• _How to complete this task_: The entries below should be transcribed exactly, every one of them.

• _Supplied entries_:
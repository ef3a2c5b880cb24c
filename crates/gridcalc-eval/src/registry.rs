//! Function registry: named entries with either an eager or a lazy
//! evaluation contract (`spec.md` §4.5).
//!
//! Eager functions receive already-evaluated arguments; lazy ones receive
//! the raw AST children plus an evaluation callback (here, the
//! [`EvalContext`] trait object), which is how `IF`/`AND`/`OR`/`IFERROR`
//! get their short-circuit behavior without a coroutine.

use once_cell::sync::Lazy;
use rustc_hash::FxHashMap;

use gridcalc_common::{Address, ErrorCode, FormulaScalar};
use gridcalc_parse::parser::Ast;

use crate::evaluator::Scope;
use crate::values::EvalValue;
use crate::workbook::Workbook;

pub trait EvalContext {
    fn eval(&self, scope: &Scope, ast: &Ast) -> EvalValue;
    fn workbook(&self) -> &Workbook;
    fn resolve_sheet(&self, scope: &Scope, sheet: &Option<String>) -> Result<usize, ErrorCode>;
    fn evaluate_cell(&self, sheet_index: usize, address: Address) -> FormulaScalar;
}

pub type EagerFn = fn(&[EvalValue], &dyn EvalContext, &Scope) -> EvalValue;
pub type LazyFn = fn(&dyn EvalContext, &Scope, &[Ast]) -> EvalValue;

#[derive(Clone, Copy)]
pub enum FunctionEntry {
    Eager(EagerFn),
    Lazy(LazyFn),
}

static REGISTRY: Lazy<FxHashMap<&'static str, FunctionEntry>> = Lazy::new(build_registry);

pub fn lookup(name: &str) -> Option<FunctionEntry> {
    REGISTRY.get(name).copied()
}

fn build_registry() -> FxHashMap<&'static str, FunctionEntry> {
    let mut map = FxHashMap::default();
    for (name, entry) in crate::builtins::math::entries()
        .into_iter()
        .chain(crate::builtins::logical::entries())
        .chain(crate::builtins::text::entries())
        .chain(crate::builtins::lookup::entries())
        .chain(crate::builtins::stats::entries())
        .chain(crate::builtins::database::entries())
        .chain(crate::builtins::financial::entries())
        .chain(crate::builtins::datetime::entries())
        .chain(crate::builtins::info::entries())
        .chain(crate::builtins::array_fns::entries())
        .chain(crate::builtins::table_fns::entries())
    {
        map.insert(name, entry);
    }
    map
}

• _Answer_:
repository ef3a2c5b880cb24c
filename crates/gridcalc-eval/src/registry.rs
//! Function registry: named entries with either an eager or a lazy
//! evaluation contract (`spec.md` §4.5).
//!
//! Eager functions receive already-evaluated arguments; lazy ones receive
//! the raw AST children plus an evaluation callback (here, the
//! [`EvalContext`] trait object), which is how `IF`/`AND`/`OR`/`IFERROR`
//! get their short-circuit behavior without a coroutine.

use once_cell::sync::Lazy;
use rustc_hash::FxHashMap;

use gridcalc_common::{Address, ErrorCode, FormulaScalar};
use gridcalc_parse::parser::Ast;

use crate::evaluator::Scope;
use crate::values::EvalValue;
use crate::workbook::Workbook;

pub trait EvalContext {
    fn eval(&self, scope: &Scope, ast: &Ast) -> EvalValue;
    fn workbook(&self) -> &Workbook;
    fn resolve_sheet(&self, scope: &Scope, sheet: &Option<String>) -> Result<usize, ErrorCode>;
    fn evaluate_cell(&self, sheet_index: usize, address: Address) -> FormulaScalar;
}

pub type EagerFn = fn(&[EvalValue], &dyn EvalContext, &Scope) -> EvalValue;
pub type LazyFn = fn(&dyn EvalContext, &Scope, &[Ast]) -> EvalValue;

#[derive(Clone, Copy)]
pub enum FunctionEntry {
    Eager(EagerFn),
    Lazy(LazyFn),
}

static REGISTRY: Lazy<FxHashMap<&'static str, FunctionEntry>> = Lazy::new(build_registry);

pub fn lookup(name: &str) -> Option<FunctionEntry> {
    REGISTRY.get(name).copied()
}

fn build_registry() -> FxHashMap<&'static str, FunctionEntry> {
    let mut map = FxHashMap::default();
    for (name, entry) in crate::builtins::math::entries()
        .into_iter()
        .chain(crate::builtins::logical::entries())
        .chain(crate::builtins::text::entries())
        .chain(crate::builtins::lookup::entries())
        .chain(crate::builtins::stats::entries())
        .chain(crate::builtins::database::entries())
        .chain(crate::builtins::financial::entries())
        .chain(crate::builtins::datetime::entries())
        .chain(crate::builtins::info::entries())
        .chain(crate::builtins::array_fns::entries())
        .chain(crate::builtins::table_fns::entries())
    {
        map.insert(name, entry);
    }
    map
}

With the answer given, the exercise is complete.